天文学と印刷
新たな世界像を求めて
2018年10月20日~19年1月20日
印刷博物館 先(2018年9月)の上野の森美術館での「世界を変えた書物展」の天文学バージョン(印刷業風味)と言えようか。
金沢工業大学ライブラリーセンターからも出品。
【博物館サイトより】
ニコラウス・コペルニクス、ティコ・ブラーエ、ヨハネス・ケプラー、天文学の進展に大きな役割を果たした学者と印刷者の関係を紐解きます。
天動説から地動説(太陽中心説)への転換が起こるきっかけとなった『天球の回転について』。
著者であるコペルニクスの名は知られている一方、本書の印刷者を知る人は少ないのかもしれません。
15世紀のヨーロッパに登場した活版および図版印刷は、新たな世界像を再構築していく上で大きな役割を果たしました。

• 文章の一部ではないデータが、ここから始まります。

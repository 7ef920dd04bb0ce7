//! DELETE statement builder.

use crate::expr::Expr;
use crate::query::{attach_predicate, require_name};
use crate::value::Context;
use std::collections::BTreeSet;

/// DELETE statement builder.
///
/// A DELETE without WHERE is rejected at generation time unless
/// [`Delete::all`] was called.
#[derive(Clone, Debug)]
pub struct Delete {
    /// Target table
    table: String,
    /// WHERE predicate
    where_expr: Option<Expr>,
    /// Whether DELETE without WHERE is intended
    allow_all: bool,
    /// Literals from WHERE
    context: Context,
    /// First deferred builder error
    build_error: Option<String>,
}

impl Delete {
    /// Start a DELETE from `table`.
    pub fn from(table: &str) -> Self {
        let mut build_error = None;
        require_name(&mut build_error, "table", table);
        Self {
            table: table.to_string(),
            where_expr: None,
            allow_all: false,
            context: Context::new(),
            build_error,
        }
    }

    /// Set the WHERE predicate; calling again ANDs with the existing one.
    pub fn where_(mut self, expr: Expr) -> Self {
        attach_predicate(&mut self.where_expr, &mut self.context, expr);
        self
    }

    /// Allow deleting every row when no WHERE is given.
    pub fn all(mut self) -> Self {
        self.allow_all = true;
        self
    }

    pub fn table(&self) -> &str {
        &self.table
    }

    pub fn where_expr(&self) -> Option<&Expr> {
        self.where_expr.as_ref()
    }

    pub fn context(&self) -> &Context {
        &self.context
    }

    pub fn build_error(&self) -> Option<String> {
        if let Some(err) = &self.build_error {
            return Some(err.clone());
        }
        if self.where_expr.is_none() && !self.allow_all {
            return Some(format!(
                "DELETE FROM {} has no WHERE; call all() to delete every row",
                self.table
            ));
        }
        None
    }

    /// Target table plus tables of EXISTS subqueries in WHERE.
    pub fn affected_tables(&self) -> BTreeSet<String> {
        let mut tables = BTreeSet::from([self.table.clone()]);
        if let Some(expr) = &self.where_expr {
            expr.collect_tables(&mut tables);
        }
        tables
    }
}
//! The `Connection` façade: caching, logging and transactions over a driver.
//!
//! # Example
//!
//! ```ignore
//! use dbal::{Connection, MemoryCache, select, eq};
//! use std::time::Duration;
//!
//! let conn = Connection::new(dbal::driver::PgDriver::from_url(&url).await?, MemoryCache::new());
//!
//! let rows = conn
//!     .query(select("users").where_(eq("id", 5)), Context::new(), Some(Duration::from_secs(60)))
//!     .await?;
//!
//! conn.transactional(async |tx| {
//!     tx.query(dbal::update("users").value("active", false).where_(eq("id", 5)), Context::new(), None)
//!         .await?;
//!     Ok(())
//! })
//! .await?;
//! ```

use crate::cache::{Cache, NullCache, WILDCARD_TAG, cache_key};
use crate::driver::Driver;
use crate::error::{DbalError, DbalResult};
use crate::generate::Statement;
use crate::kind::StatementKind;
use crate::query::{Create, Delete, Insert, Query, Select, Update};
use crate::row::Row;
use crate::value::Context;
use std::collections::BTreeSet;
use std::sync::{Mutex, PoisonError};
use std::time::{Duration, Instant};

/// Connection behaviour settings.
#[derive(Debug, Clone)]
pub struct ConnectionConfig {
    /// TTL applied to reads when the caller passes none. `None` disables caching by default.
    pub default_ttl: Option<Duration>,
    /// Truncate logged SQL (in bytes). `None` means no truncation.
    pub max_sql_length: Option<usize>,
}

impl Default for ConnectionConfig {
    fn default() -> Self {
        Self {
            default_ttl: None,
            max_sql_length: Some(200),
        }
    }
}

impl ConnectionConfig {
    pub fn new() -> Self {
        Self::default()
    }

    /// Cache reads for `ttl` unless the caller says otherwise.
    pub fn with_default_ttl(mut self, ttl: Duration) -> Self {
        self.default_ttl = Some(ttl);
        self
    }

    /// Set maximum SQL length to log.
    pub fn with_max_sql_length(mut self, len: usize) -> Self {
        self.max_sql_length = Some(len);
        self
    }

    /// Disable SQL truncation in logs.
    pub fn without_truncation(mut self) -> Self {
        self.max_sql_length = None;
        self
    }
}

/// What to run: raw SQL or a built statement.
#[derive(Debug, Clone)]
pub enum Request {
    /// SQL text with `:name` placeholders resolved from the call's context.
    Raw { sql: String },
    /// A builder, generated through the driver's dialect.
    Built(Query),
}

impl From<&str> for Request {
    fn from(sql: &str) -> Self {
        Request::Raw {
            sql: sql.to_string(),
        }
    }
}

impl From<String> for Request {
    fn from(sql: String) -> Self {
        Request::Raw { sql }
    }
}

impl From<Query> for Request {
    fn from(query: Query) -> Self {
        Request::Built(query)
    }
}

macro_rules! impl_request_from_builder {
    ($($builder:ty),*) => {
        $(
            impl From<$builder> for Request {
                fn from(q: $builder) -> Self {
                    Request::Built(q.into())
                }
            }
        )*
    };
}

impl_request_from_builder!(Select, Insert, Update, Delete, Create, crate::query::Drop);

/// A driver plus a result cache.
///
/// One `Connection` is one logical flow over one backend session. Methods take
/// `&self`, but statements issued concurrently from several tasks interleave
/// on that session (including inside a transaction); use one `Connection` per
/// task for parallel work.
pub struct Connection<D, C = NullCache> {
    driver: D,
    cache: C,
    config: ConnectionConfig,
    /// Invalidation owed by writes in the open transaction, replayed after COMMIT
    pending: Mutex<Option<Invalidation>>,
}

impl<D: Driver> Connection<D, NullCache> {
    /// A connection without result caching.
    pub fn uncached(driver: D) -> Self {
        Self::new(driver, NullCache)
    }
}

impl<D: Driver, C: Cache> Connection<D, C> {
    pub fn new(driver: D, cache: C) -> Self {
        Self {
            driver,
            cache,
            config: ConnectionConfig::default(),
            pending: Mutex::new(None),
        }
    }

    /// Replace the configuration.
    pub fn with_config(mut self, config: ConnectionConfig) -> Self {
        self.config = config;
        self
    }

    pub fn driver(&self) -> &D {
        &self.driver
    }

    pub fn cache(&self) -> &C {
        &self.cache
    }

    pub fn config(&self) -> &ConnectionConfig {
        &self.config
    }

    /// Render a query through the driver's dialect without running it.
    pub fn generate(&self, query: &Query) -> DbalResult<Statement> {
        self.driver.generate(query)
    }

    /// Run a statement and return its rows.
    ///
    /// Reads are served from and stored in the cache when a TTL applies
    /// (`ttl`, else [`ConnectionConfig::default_ttl`]). Anything that is not a
    /// plain read invalidates the cache after it executes. For built queries,
    /// `context` adds parameters next to the generated ones, and a key that
    /// collides with a generated placeholder is an `InvalidArgument`. For raw
    /// SQL it is the full parameter set.
    pub async fn query(
        &self,
        request: impl Into<Request>,
        context: Context,
        ttl: Option<Duration>,
    ) -> DbalResult<Vec<Row>> {
        let prepared = self.prepare(request.into(), context)?;
        match (prepared.read, ttl.or(self.config.default_ttl)) {
            // Reads inside a transaction bypass the cache.
            (true, Some(ttl)) if !self.driver.in_transaction() => {
                self.cached_read(&prepared, ttl).await
            }
            (true, _) => self.run(&prepared).await,
            (false, _) => self.mutate(&prepared).await,
        }
    }

    /// Run `f` inside a transaction.
    ///
    /// Only the outermost call begins and commits (or rolls back); nested
    /// calls run `f` directly and hand errors up unchanged. The outermost
    /// frame wraps any failure, including a failed commit, in
    /// [`DbalError::TransactionFailed`].
    ///
    /// Writes invalidate the cache as they run and again once the outermost
    /// frame commits, so entries cached by other connections sharing the
    /// cache while the transaction was open do not outlive the commit. If
    /// that post-commit invalidation fails, the committed call returns the
    /// `Cache` error unwrapped.
    pub async fn transactional<T, F>(&self, f: F) -> DbalResult<T>
    where
        F: AsyncFnOnce(&Self) -> DbalResult<T>,
    {
        if self.driver.in_transaction() {
            return f(self).await;
        }

        self.driver.begin_transaction().await?;
        self.take_pending();
        tracing::debug!(target: "dbal", "transaction started");

        match f(self).await {
            Ok(value) => match self.driver.commit().await {
                Ok(()) => {
                    tracing::debug!(target: "dbal", "transaction committed");
                    if let Some(owed) = self.take_pending() {
                        self.replay(&owed)?;
                    }
                    Ok(value)
                }
                Err(err) => {
                    tracing::error!(target: "dbal", error = %err, "commit failed");
                    // The outcome of a failed COMMIT is unknown.
                    if let Some(owed) = self.take_pending() {
                        let _ = self.replay(&owed);
                    }
                    Err(DbalError::transaction_failed(err))
                }
            },
            Err(cause) => {
                self.take_pending();
                match self.driver.rollback().await {
                    Ok(()) => {
                        tracing::debug!(target: "dbal", cause = %cause, "transaction rolled back")
                    }
                    Err(err) => tracing::error!(
                        target: "dbal",
                        error = %err,
                        cause = %cause,
                        "rollback failed"
                    ),
                }
                Err(DbalError::transaction_failed(cause))
            }
        }
    }

    // ==================== Internals ====================

    fn prepare(&self, request: Request, context: Context) -> DbalResult<Prepared> {
        match request {
            Request::Built(query) => {
                let mut stmt = self.driver.generate(&query)?;
                for (name, value) in context {
                    if stmt.params.contains_key(&name) {
                        return Err(DbalError::invalid_argument(format!(
                            "context key '{name}' collides with a generated placeholder"
                        )));
                    }
                    stmt.params.insert(name, value);
                }
                Ok(Prepared {
                    sql: stmt.sql,
                    params: stmt.params,
                    read: query.is_read_only(),
                    tables: Some(query.affected_tables()),
                })
            }
            Request::Raw { sql } => {
                let kind = StatementKind::from_sql(&sql);
                Ok(Prepared {
                    read: kind.is_read(),
                    sql,
                    params: context,
                    tables: None,
                })
            }
        }
    }

    async fn cached_read(&self, prepared: &Prepared, ttl: Duration) -> DbalResult<Vec<Row>> {
        let key = match cache_key(&prepared.sql, &prepared.params) {
            Ok(key) => key,
            Err(err) if err.is_invalid_argument() => {
                self.log_failure(&prepared.sql, &err);
                return Err(err);
            }
            Err(err) => {
                tracing::warn!(target: "dbal", error = %err, "cache key derivation failed");
                return self.run(prepared).await;
            }
        };

        match self.cache.get(&key) {
            Ok(Some(rows)) => {
                tracing::debug!(target: "dbal", key = %key, rows = rows.len(), "cache hit");
                return Ok(rows);
            }
            Ok(None) => tracing::debug!(target: "dbal", key = %key, "cache miss"),
            Err(err) => tracing::warn!(target: "dbal", key = %key, error = %err, "cache read failed"),
        }

        let rows = self.run(prepared).await?;

        let tags = prepared
            .tables
            .clone()
            .unwrap_or_else(|| BTreeSet::from([WILDCARD_TAG.to_string()]));
        let stored = self
            .cache
            .set(&key, rows.clone(), ttl)
            .and_then(|()| self.cache.tag(&key, &tags));
        if let Err(err) = stored {
            tracing::warn!(target: "dbal", key = %key, error = %err, "cache write failed");
        }
        Ok(rows)
    }

    async fn mutate(&self, prepared: &Prepared) -> DbalResult<Vec<Row>> {
        let started = Instant::now();
        let rows = self.execute(prepared).await?;

        let invalidation = Invalidation::after(prepared);
        self.cache_invalidate(&invalidation).inspect_err(|err| {
            tracing::error!(
                target: "dbal",
                sql = %self.loggable(&prepared.sql),
                error = %err,
                "cache invalidation failed after write"
            )
        })?;
        let invalidated = invalidation.to_string();
        if self.driver.in_transaction() {
            self.defer(invalidation);
        }

        tracing::info!(
            target: "dbal",
            sql = %self.loggable(&prepared.sql),
            mutation = true,
            invalidated = %invalidated,
            rows = rows.len(),
            elapsed_ms = started.elapsed().as_millis() as u64,
            "write executed"
        );
        Ok(rows)
    }

    fn cache_invalidate(&self, invalidation: &Invalidation) -> DbalResult<()> {
        match invalidation {
            Invalidation::Tags(tags) => self.cache.invalidate_tags(tags),
            Invalidation::All => self.cache.clear(),
        }
    }

    /// Invalidate what a committed transaction wrote.
    fn replay(&self, owed: &Invalidation) -> DbalResult<()> {
        self.cache_invalidate(owed).inspect_err(|err| {
            tracing::error!(
                target: "dbal",
                invalidated = %owed,
                error = %err,
                "cache invalidation failed after commit"
            )
        })?;
        tracing::debug!(target: "dbal", invalidated = %owed, "post-commit invalidation");
        Ok(())
    }

    fn defer(&self, invalidation: Invalidation) {
        let mut pending = self.pending.lock().unwrap_or_else(PoisonError::into_inner);
        *pending = Some(match pending.take() {
            Some(owed) => owed.merge(invalidation),
            None => invalidation,
        });
    }

    fn take_pending(&self) -> Option<Invalidation> {
        self.pending
            .lock()
            .unwrap_or_else(PoisonError::into_inner)
            .take()
    }

    async fn run(&self, prepared: &Prepared) -> DbalResult<Vec<Row>> {
        let started = Instant::now();
        let rows = self.execute(prepared).await?;
        tracing::info!(
            target: "dbal",
            sql = %self.loggable(&prepared.sql),
            rows = rows.len(),
            elapsed_ms = started.elapsed().as_millis() as u64,
            "read executed"
        );
        Ok(rows)
    }

    async fn execute(&self, prepared: &Prepared) -> DbalResult<Vec<Row>> {
        self.driver
            .execute(&prepared.sql, &prepared.params)
            .await
            .inspect_err(|err| self.log_failure(&prepared.sql, err))
    }

    fn log_failure(&self, sql: &str, err: &DbalError) {
        tracing::error!(target: "dbal", sql = %self.loggable(sql), error = %err, "query failed");
    }

    fn loggable<'a>(&self, sql: &'a str) -> std::borrow::Cow<'a, str> {
        match self.config.max_sql_length {
            Some(max) if sql.len() > max => {
                format!("{}...", truncate_sql_bytes(sql, max)).into()
            }
            _ => sql.into(),
        }
    }
}

/// A request resolved to SQL text, parameters and its cache behaviour.
struct Prepared {
    sql: String,
    params: Context,
    read: bool,
    /// Affected tables for built queries; `None` for raw SQL.
    tables: Option<BTreeSet<String>>,
}

/// What a write drops from the cache.
#[derive(Debug, Clone, PartialEq)]
enum Invalidation {
    /// Affected tables plus the wildcard tag
    Tags(BTreeSet<String>),
    /// Raw SQL writes touch unknown tables
    All,
}

impl Invalidation {
    fn after(prepared: &Prepared) -> Self {
        match &prepared.tables {
            Some(tables) => {
                let mut tags = tables.clone();
                tags.insert(WILDCARD_TAG.to_string());
                Invalidation::Tags(tags)
            }
            None => Invalidation::All,
        }
    }

    fn merge(self, other: Invalidation) -> Self {
        match (self, other) {
            (Invalidation::Tags(mut a), Invalidation::Tags(b)) => {
                a.extend(b);
                Invalidation::Tags(a)
            }
            _ => Invalidation::All,
        }
    }
}

impl std::fmt::Display for Invalidation {
    fn fmt(&self, f: &mut std::fmt::Formatter<'_>) -> std::fmt::Result {
        match self {
            Invalidation::Tags(tags) => write!(f, "{tags:?}"),
            Invalidation::All => f.write_str("all"),
        }
    }
}

fn truncate_sql_bytes(sql: &str, max_bytes: usize) -> &str {
    if sql.len() <= max_bytes {
        return sql;
    }
    let mut end = max_bytes;
    while end > 0 && !sql.is_char_boundary(end) {
        end -= 1;
    }
    &sql[..end]
}

#[cfg(test)]
mod tests;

学者と印刷者は共同で出版を行うのみならず、学者の中には自ら印刷工房を主宰した人物も存在します。
本展では学問の発展に果たした印刷者の活躍を、天文学を中心に紹介します。
【展覧会出品目録より】
15〜17世紀における世界像の転換
アリストテレス(前384-前322)
月を世界の境界線に設定。月より上の世界では四元素(火・空気・水・土)が絶えず生成消滅を繰り返すのに対し、月より上の世界では不生不滅の世界とされ、惑星および恒星天にそれぞれ天球が与えられる同心天球論を唱えた。また、各惑星の天球は完全な運動として、等速円運動をすると説明した。
〈出品〉
アリストテレス『著作集』
アルド・マヌーツィオ、ヴェネツィア、1495-98
プトレマイオス(127-145活躍)
アリストテレス理論では、現実の観測とは乖離があった。プトレマイオスは観測事実に近づけるために、同心天球論に周転円および離心円という円を設定し、観測に一致する理論の構築を行った。
〈出品〉
プトレマイオス『コスモグラフィア(地理学)』
ラインハルト・ホッレ、ウルム、1482
コペルニクス(1473-1543)
プトレマイオスの理論は時が経つにつれ、観測値に忠実にしようとするあまりに、複数の周転円を設定するなど、複雑化していった。
コペルニクスは太陽が中心にあり、地球は周転を回る惑星の一つであるとすることで、より簡素化した体系を組み立てられると考えた。
〈出品〉
コペルニクス『天球の回転について』×2冊
ヨハン・ペトレイウス、ニュルンベルク、1543
コペルニクス『天球の回転について』第2版
ハインリヒ・ペトリ、バーゼル、1566
ティコ・ブラーエ(1546-1601)
観測活動を通じて、アリストテレスの述べた天球の存在を否定。しかし、地球が惑星の一つであるということには賛同せず、あくまで中心は地球とし、月と太陽は地球の周りを公転し、太陽の周りを惑星が公転しているという体系を提唱した。
〈出品〉
ティコ・ブラーエ
『天文学に関する書籍』
ウラニボルク、1596
ティコ・ブラーエ
『新天文学の序論』
プラハ、1602
ティコ・ブラーエ
『新天文学の器具』
レヴァン・フルシウス、ニュルンベルク、1602
ヨハネス・ケプラー(1571-1630)
コペルニクスの太陽中心説をさらに推し進め、惑星は太陽を1焦点とする楕円軌道を描き公転すること、速度は一定ではなく、惑星と太陽を結ぶ直線は一定の一定の時間に一定の面積を描くことを導き出した。古代けら疑われることのなかった「惑星が円を等速で動く」という前提条件はケプラーによって初めて退けられた。
〈出品〉
ケプラー『宇宙の神秘』第2版
エラスミ・ケンプフェリ、フランクフルト、1621
ケプラー『新天文学』
ハイデルベルク、1609
ケプラー『世界の調和』
ヨハネス・プランク、リンツ、1619
ケプラー『ルドルフ表』
ヨナス・ザウル、ウルム、1627
【博物館Instagramより】
チラシは8枚をつなげると一つの絵柄となるデザイン。
第1部の西洋が67点、第2部の日本が17点、計84点の出品。天文学中心だが、別分野のものもある。
上記5名以外では、デューラー、パチョーリ、ガリレイ、葛飾北斎、司馬江漢、他私には馴染みのない名前が多数。